Top of The records
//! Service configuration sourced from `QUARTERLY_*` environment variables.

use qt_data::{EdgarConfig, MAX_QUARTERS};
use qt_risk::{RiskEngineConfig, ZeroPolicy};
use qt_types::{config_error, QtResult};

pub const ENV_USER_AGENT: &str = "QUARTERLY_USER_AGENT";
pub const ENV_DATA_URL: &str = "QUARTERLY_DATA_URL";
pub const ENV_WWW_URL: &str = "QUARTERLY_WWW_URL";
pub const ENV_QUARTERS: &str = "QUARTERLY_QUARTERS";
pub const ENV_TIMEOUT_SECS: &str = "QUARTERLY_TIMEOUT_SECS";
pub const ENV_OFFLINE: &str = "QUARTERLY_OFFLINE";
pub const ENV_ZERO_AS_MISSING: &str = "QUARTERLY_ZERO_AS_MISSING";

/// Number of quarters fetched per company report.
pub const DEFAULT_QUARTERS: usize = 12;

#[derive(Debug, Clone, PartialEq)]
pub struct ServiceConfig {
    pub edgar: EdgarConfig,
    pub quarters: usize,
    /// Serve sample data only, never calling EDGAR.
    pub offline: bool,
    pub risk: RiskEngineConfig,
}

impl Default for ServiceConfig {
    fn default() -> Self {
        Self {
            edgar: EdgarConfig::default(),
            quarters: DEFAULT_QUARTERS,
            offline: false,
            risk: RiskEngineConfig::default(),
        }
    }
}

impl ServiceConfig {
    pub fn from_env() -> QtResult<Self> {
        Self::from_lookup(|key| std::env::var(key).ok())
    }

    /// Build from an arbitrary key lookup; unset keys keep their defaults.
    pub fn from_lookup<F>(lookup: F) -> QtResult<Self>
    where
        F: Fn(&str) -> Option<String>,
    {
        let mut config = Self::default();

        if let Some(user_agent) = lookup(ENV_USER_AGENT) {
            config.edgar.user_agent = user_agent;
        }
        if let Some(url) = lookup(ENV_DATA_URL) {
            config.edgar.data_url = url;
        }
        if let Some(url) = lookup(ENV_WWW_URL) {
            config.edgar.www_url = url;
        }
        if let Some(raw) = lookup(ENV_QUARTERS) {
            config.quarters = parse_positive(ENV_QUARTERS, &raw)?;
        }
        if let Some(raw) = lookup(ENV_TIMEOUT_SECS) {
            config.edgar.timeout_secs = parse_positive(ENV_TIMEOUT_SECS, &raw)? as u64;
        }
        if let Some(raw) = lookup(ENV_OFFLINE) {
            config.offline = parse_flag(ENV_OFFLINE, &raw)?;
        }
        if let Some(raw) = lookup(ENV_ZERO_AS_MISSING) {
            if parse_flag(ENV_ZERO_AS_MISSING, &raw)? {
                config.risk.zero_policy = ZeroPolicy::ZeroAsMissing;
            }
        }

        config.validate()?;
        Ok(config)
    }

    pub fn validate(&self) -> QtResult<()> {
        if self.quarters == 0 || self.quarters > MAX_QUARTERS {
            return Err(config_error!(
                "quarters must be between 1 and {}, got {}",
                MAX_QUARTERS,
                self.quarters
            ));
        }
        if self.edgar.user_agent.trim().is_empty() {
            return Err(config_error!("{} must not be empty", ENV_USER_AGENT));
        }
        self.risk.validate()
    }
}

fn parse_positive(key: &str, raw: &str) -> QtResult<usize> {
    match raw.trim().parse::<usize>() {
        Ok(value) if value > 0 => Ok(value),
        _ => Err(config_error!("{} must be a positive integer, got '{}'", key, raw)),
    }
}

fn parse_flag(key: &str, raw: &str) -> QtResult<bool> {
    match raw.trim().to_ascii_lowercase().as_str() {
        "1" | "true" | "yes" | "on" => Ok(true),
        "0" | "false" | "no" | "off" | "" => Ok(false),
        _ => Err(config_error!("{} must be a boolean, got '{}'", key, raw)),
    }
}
Bottom of The records
● Your assignment: Write down the entries above again. Copy them word for word.

● Task response:
//! Service configuration sourced from `QUARTERLY_*` environment variables.

use qt_data::{EdgarConfig, MAX_QUARTERS};
use qt_risk::{RiskEngineConfig, ZeroPolicy};
use qt_types::{config_error, QtResult};

pub const ENV_USER_AGENT: &str = "QUARTERLY_USER_AGENT";
pub const ENV_DATA_URL: &str = "QUARTERLY_DATA_URL";
pub const ENV_WWW_URL: &str = "QUARTERLY_WWW_URL";
pub const ENV_QUARTERS: &str = "QUARTERLY_QUARTERS";
pub const ENV_TIMEOUT_SECS: &str = "QUARTERLY_TIMEOUT_SECS";
pub const ENV_OFFLINE: &str = "QUARTERLY_OFFLINE";
pub const ENV_ZERO_AS_MISSING: &str = "QUARTERLY_ZERO_AS_MISSING";

/// Number of quarters fetched per company report.
pub const DEFAULT_QUARTERS: usize = 12;

#[derive(Debug, Clone, PartialEq)]
pub struct ServiceConfig {
    pub edgar: EdgarConfig,
    pub quarters: usize,
    /// Serve sample data only, never calling EDGAR.
    pub offline: bool,
    pub risk: RiskEngineConfig,
}

impl Default for ServiceConfig {
    fn default() -> Self {
        Self {
            edgar: EdgarConfig::default(),
            quarters: DEFAULT_QUARTERS,
            offline: false,
            risk: RiskEngineConfig::default(),
        }
    }
}

impl ServiceConfig {
    pub fn from_env() -> QtResult<Self> {
        Self::from_lookup(|key| std::env::var(key).ok())
    }

    /// Build from an arbitrary key lookup; unset keys keep their defaults.
    pub fn from_lookup<F>(lookup: F) -> QtResult<Self>
    where
        F: Fn(&str) -> Option<String>,
    {
        let mut config = Self::default();

        if let Some(user_agent) = lookup(ENV_USER_AGENT) {
            config.edgar.user_agent = user_agent;
        }
        if let Some(url) = lookup(ENV_DATA_URL) {
            config.edgar.data_url = url;
        }
        if let Some(url) = lookup(ENV_WWW_URL) {
            config.edgar.www_url = url;
        }
        if let Some(raw) = lookup(ENV_QUARTERS) {
            config.quarters = parse_positive(ENV_QUARTERS, &raw)?;
        }
        if let Some(raw) = lookup(ENV_TIMEOUT_SECS) {
            config.edgar.timeout_secs = parse_positive(ENV_TIMEOUT_SECS, &raw)? as u64;
        }
        if let Some(raw) = lookup(ENV_OFFLINE) {
            config.offline = parse_flag(ENV_OFFLINE, &raw)?;
        }
        if let Some(raw) = lookup(ENV_ZERO_AS_MISSING) {
            if parse_flag(ENV_ZERO_AS_MISSING, &raw)? {
                config.risk.zero_policy = ZeroPolicy::ZeroAsMissing;
            }
        }

        config.validate()?;
        Ok(config)
    }

    pub fn validate(&self) -> QtResult<()> {
        if self.quarters == 0 || self.quarters > MAX_QUARTERS {
            return Err(config_error!(
                "quarters must be between 1 and {}, got {}",
                MAX_QUARTERS,
                self.quarters
            ));
        }
        if self.edgar.user_agent.trim().is_empty() {
            return Err(config_error!("{} must not be empty", ENV_USER_AGENT));
        }
        self.risk.validate()
    }
}

fn parse_positive(key: &str, raw: &str) -> QtResult<usize> {
    match raw.trim().parse::<usize>() {
        Ok(value) if value > 0 => Ok(value),
        _ => Err(config_error!("{} must be a positive integer, got '{}'", key, raw)),
    }
}

fn parse_flag(key: &str, raw: &str) -> QtResult<bool> {
    match raw.trim().to_ascii_lowercase().as_str() {
        "1" | "true" | "yes" | "on" => Ok(true),
        "0" | "false" | "no" | "off" | "" => Ok(false),
        _ => Err(config_error!("{} must be a boolean, got '{}'", key, raw)),
    }
}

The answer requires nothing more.